Table 1― Sensitivity of well logs to petrophysical properties and geological attributes (modified from Serra and Abbot, 1980).

Composition Texture Structure Fluid

Gamma Ray High Low Low Low

PE Factor High Low Low Low

Neutron Porosity Medium Medium Low High

Bulk Density Medium Medium Low High

Electrical Resistivity Low Medium High High

Acoustic Slowness High Medium Medium High

Magnetic Resonance Medium High Low High

The ultimate goal of rock classification is to associate petrophysical rock types with geological framework and reconcile them with seismic facies to propagate rock-type associated petrophysical properties into the reservoir model. This endeavor is difficult without understanding the cause-and-effect relationship between pore geometry and rock geological attributes such as grain size and bed thickness.

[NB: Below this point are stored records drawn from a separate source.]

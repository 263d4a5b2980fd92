//! Producer workers: fill the buffer until the global quota is met.

use crate::{buffer::SharedBuffer, matrix::MatrixSource, stats::ProdConsStats};

#[cfg(feature = "profiler")]
use crate::timer::Timer;

/// One producer thread's worth of work.
///
/// Every producer decides on its own when to stop: the buffer's produced
/// counter is the single source of truth for the quota, so no producer
/// coordinates with another.
pub struct Producer<'a> {
    shared: &'a SharedBuffer,
    source: &'a dyn MatrixSource,

    #[cfg(feature = "profiler")]
    timer: Option<(&'a Timer, usize)>,
}

impl<'a> Producer<'a> {
    pub fn new(shared: &'a SharedBuffer, source: &'a dyn MatrixSource) -> Self {
        Producer {
            shared,
            source,
            #[cfg(feature = "profiler")]
            timer: None,
        }
    }

    /// Records the duration of every produced matrix in `timer` at `slot`.
    #[cfg(feature = "profiler")]
    pub fn with_timer(mut self, timer: &'a Timer, slot: usize) -> Self {
        self.timer = Some((timer, slot));
        self
    }

    /// Produces until the quota is reached, then retires.
    ///
    /// The quota is checked before waiting for space and again after every
    /// wake-up, since another producer may have met it in the meantime.
    pub fn run(self) -> ProdConsStats {
        let _retirement = Retirement(self.shared);
        let mut stats = ProdConsStats::default();

        loop {
            let mut buffer = self.shared.lock();
            if self.shared.quota_reached(&buffer) {
                break;
            }

            buffer = self.shared.wait_for_space(buffer);
            if self.shared.quota_reached(&buffer) {
                break;
            }

            #[cfg(feature = "profiler")]
            let _span = self.timer.map(|(timer, slot)| timer.start(slot));

            let matrix = self.source.generate();
            stats.record(&matrix);
            log::trace!(
                "producing {}x{} matrix ({} buffered)",
                matrix.rows(),
                matrix.cols(),
                buffer.len() + 1
            );
            self.shared.put(&mut buffer, matrix);
        }

        log::debug!(
            "producer finished after {} matrices (sum {})",
            stats.matrices,
            stats.sum
        );
        stats
    }
}

/// Announces the producer's retirement when dropped, on return or unwind.
struct Retirement<'a>(&'a SharedBuffer);

impl Drop for Retirement<'_> {
    fn drop(&mut self) {
        self.0.producer_finished();
    }
}

/// Runs a producer to completion and returns its statistics.
pub fn produce(shared: &SharedBuffer, source: &dyn MatrixSource) -> ProdConsStats {
    Producer::new(shared, source).run()
}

Hence, it is necessary to investigate the sensitivity of well logs to those geological attributes and the associated pore geometries in the presence of different fluid-saturation conditions resulting from either hydrocarbon migration or mud-filtrate invasion. In this paper, we show the causative and correlational impacts of grain size on various types of logs. In addition, the relationships between gamma ray log and other logs are interpreted to reveal the underlying bed thickness information as emphasized in Thomas-Stieber diagrams. We propose an integrated petrophysical workflow and a dual-attribute rock classification scheme to better relate rock types to geological facies in deepwater turbidite reservoirs. A field case from the central Gulf of Mexico is used to test the workflow and classification schemes.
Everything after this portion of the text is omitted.